Print each record exactly, with no word added or removed.

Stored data
◆ ◆ ◆
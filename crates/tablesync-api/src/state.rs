//! Shared application state.

use std::sync::Arc;

use tablesync_session::Orchestrator;

/// Application state shared across all request handlers.
#[derive(Clone)]
pub struct AppState {
    /// The session orchestrator.
    pub orchestrator: Arc<Orchestrator>,
}

impl AppState {
    /// Create new application state.
    #[must_use]
    pub fn new(orchestrator: Arc<Orchestrator>) -> Self {
        Self { orchestrator }
    }
}
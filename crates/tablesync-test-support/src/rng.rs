//! Scripted dice for tests.

use std::collections::VecDeque;

use tablesync_core::rng::DeterministicRng;

/// Always lands on the lowest face. For tests that only need a roll to
/// happen.
#[derive(Debug, Default, Clone, Copy)]
pub struct MockRng;

impl DeterministicRng for MockRng {
    fn next_u32_range(&mut self, min: u32, _max: u32) -> u32 {
        min
    }
}

/// Lands on the scripted faces in order.
///
/// # Panics
///
/// A draw after the script runs out panics, and so does a scripted face
/// that does not fit the die being rolled. Either means the test expected
/// a different roll.
#[derive(Debug)]
pub struct SequenceRng {
    faces: VecDeque<u32>,
}

impl SequenceRng {
    /// Scripts `faces`, first draw first.
    #[must_use]
    pub fn new(faces: Vec<u32>) -> Self {
        Self {
            faces: faces.into(),
        }
    }
}

impl DeterministicRng for SequenceRng {
    fn next_u32_range(&mut self, min: u32, max: u32) -> u32 {
        let Some(face) = self.faces.pop_front() else {
            panic!("rolled a {min}..={max} die with no faces left in the script");
        };
        assert!(
            (min..=max).contains(&face),
            "scripted face {face} does not fit a {min}..={max} die"
        );
        face
    }
}
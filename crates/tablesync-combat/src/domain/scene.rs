//! Scene state, orthogonal to combat.

use chrono::{DateTime, Utc};
use serde::{Deserialize, Serialize};
use tablesync_core::error::DomainError;
use tablesync_core::id::Identity;

/// Longest accepted scene description, in characters.
pub const MAX_SCENE_CHARS: usize = 4_000;

/// The scene the table is currently playing.
#[derive(Debug, Clone, PartialEq, Eq, Serialize, Deserialize)]
pub struct Scene {
    /// Free-text description.
    pub description: String,
    /// Who set it. `None` when restored from the store.
    pub changed_by: Option<Identity>,
    /// When it was set.
    pub changed_at: DateTime<Utc>,
}

/// Validates and normalizes a scene description.
///
/// # Errors
///
/// Returns `DomainError::Validation` for an empty or oversized description.
pub fn validate_description(description: &str) -> Result<String, DomainError> {
    let description = description.trim();
    if description.is_empty() {
        return Err(DomainError::Validation(
            "scene description must not be empty".to_owned(),
        ));
    }
    if description.chars().count() > MAX_SCENE_CHARS {
        return Err(DomainError::Validation(format!(
            "scene description is limited to {MAX_SCENE_CHARS} characters"
        )));
    }
    Ok(description.to_owned())
}
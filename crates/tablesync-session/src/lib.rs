//! tablesync — Live Session orchestration.
//!
//! Keeps every connected client's view of a shared, turn-based session
//! consistent and ordered. Each session is owned by one actor task that
//! applies mutations strictly in submission order and fans the results out
//! to the room; independent sessions never share a lock.
//!
//! This crate is a volatile coordination layer. Durable records live behind
//! [`tablesync_core::store::SessionStore`].

pub mod application;
pub mod config;
pub mod domain;

pub use application::supervisor::{FrameOutcome, Orchestrator};
pub use config::OrchestratorConfig;
//! tablesync — HTTP and WebSocket surface.

pub mod config;
pub mod error;
pub mod routes;
pub mod state;
pub mod store;

use axum::Router;
use tower_http::cors::CorsLayer;
use tower_http::trace::TraceLayer;

use crate::state::AppState;

/// Builds the full router.
pub fn app(state: AppState) -> Router {
    // TODO: Restrict CORS to the auth gateway's origin.
    Router::new()
        .merge(routes::health::router())
        .merge(routes::ws::router())
        .layer(TraceLayer::new_for_http())
        .layer(CorsLayer::permissive())
        .with_state(state)
}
◆ ◆ ◆
* Solution to this exercise *
filename crates/tablesync-api/src/state.rs
//! Shared application state.

use std::sync::Arc;

use tablesync_session::Orchestrator;

/// Application state shared across all request handlers.
#[derive(Clone)]
pub struct AppState {
    /// The session orchestrator.
    pub orchestrator: Arc<Orchestrator>,
}

impl AppState {
    /// Create new application state.
    #[must_use]
    pub fn new(orchestrator: Arc<Orchestrator>) -> Self {
        Self { orchestrator }
    }
}
filename crates/tablesync-test-support/src/rng.rs
//! Scripted dice for tests.

use std::collections::VecDeque;

use tablesync_core::rng::DeterministicRng;

/// Always lands on the lowest face. For tests that only need a roll to
/// happen.
#[derive(Debug, Default, Clone, Copy)]
pub struct MockRng;

impl DeterministicRng for MockRng {
    fn next_u32_range(&mut self, min: u32, _max: u32) -> u32 {
        min
    }
}

/// Lands on the scripted faces in order.
///
/// # Panics
///
/// A draw after the script runs out panics, and so does a scripted face
/// that does not fit the die being rolled. Either means the test expected
/// a different roll.
#[derive(Debug)]
pub struct SequenceRng {
    faces: VecDeque<u32>,
}

impl SequenceRng {
    /// Scripts `faces`, first draw first.
    #[must_use]
    pub fn new(faces: Vec<u32>) -> Self {
        Self {
            faces: faces.into(),
        }
    }
}

impl DeterministicRng for SequenceRng {
    fn next_u32_range(&mut self, min: u32, max: u32) -> u32 {
        let Some(face) = self.faces.pop_front() else {
            panic!("rolled a {min}..={max} die with no faces left in the script");
        };
        assert!(
            (min..=max).contains(&face),
            "scripted face {face} does not fit a {min}..={max} die"
        );
        face
    }
}
filename crates/tablesync-combat/src/domain/scene.rs
//! Scene state, orthogonal to combat.

use chrono::{DateTime, Utc};
use serde::{Deserialize, Serialize};
use tablesync_core::error::DomainError;
use tablesync_core::id::Identity;

/// Longest accepted scene description, in characters.
pub const MAX_SCENE_CHARS: usize = 4_000;

/// The scene the table is currently playing.
#[derive(Debug, Clone, PartialEq, Eq, Serialize, Deserialize)]
pub struct Scene {
    /// Free-text description.
    pub description: String,
    /// Who set it. `None` when restored from the store.
    pub changed_by: Option<Identity>,
    /// When it was set.
    pub changed_at: DateTime<Utc>,
}

/// Validates and normalizes a scene description.
///
/// # Errors
///
/// Returns `DomainError::Validation` for an empty or oversized description.
pub fn validate_description(description: &str) -> Result<String, DomainError> {
    let description = description.trim();
    if description.is_empty() {
        return Err(DomainError::Validation(
            "scene description must not be empty".to_owned(),
        ));
    }
    if description.chars().count() > MAX_SCENE_CHARS {
        return Err(DomainError::Validation(format!(
            "scene description is limited to {MAX_SCENE_CHARS} characters"
        )));
    }
    Ok(description.to_owned())
}
filename crates/tablesync-session/src/lib.rs
//! tablesync — Live Session orchestration.
//!
//! Keeps every connected client's view of a shared, turn-based session
//! consistent and ordered. Each session is owned by one actor task that
//! applies mutations strictly in submission order and fans the results out
//! to the room; independent sessions never share a lock.
//!
//! This crate is a volatile coordination layer. Durable records live behind
//! [`tablesync_core::store::SessionStore`].

pub mod application;
pub mod config;
pub mod domain;

pub use application::supervisor::{FrameOutcome, Orchestrator};
pub use config::OrchestratorConfig;
//! tablesync — HTTP and WebSocket surface.

pub mod config;
pub mod error;
pub mod routes;
pub mod state;
pub mod store;

use axum::Router;
use tower_http::cors::CorsLayer;
use tower_http::trace::TraceLayer;

use crate::state::AppState;

/// Builds the full router.
pub fn app(state: AppState) -> Router {
    // TODO: Restrict CORS to the auth gateway's origin.
    Router::new()
        .merge(routes::health::router())
        .merge(routes::ws::router())
        .layer(TraceLayer::new_for_http())
        .layer(CorsLayer::permissive())
        .with_state(state)
}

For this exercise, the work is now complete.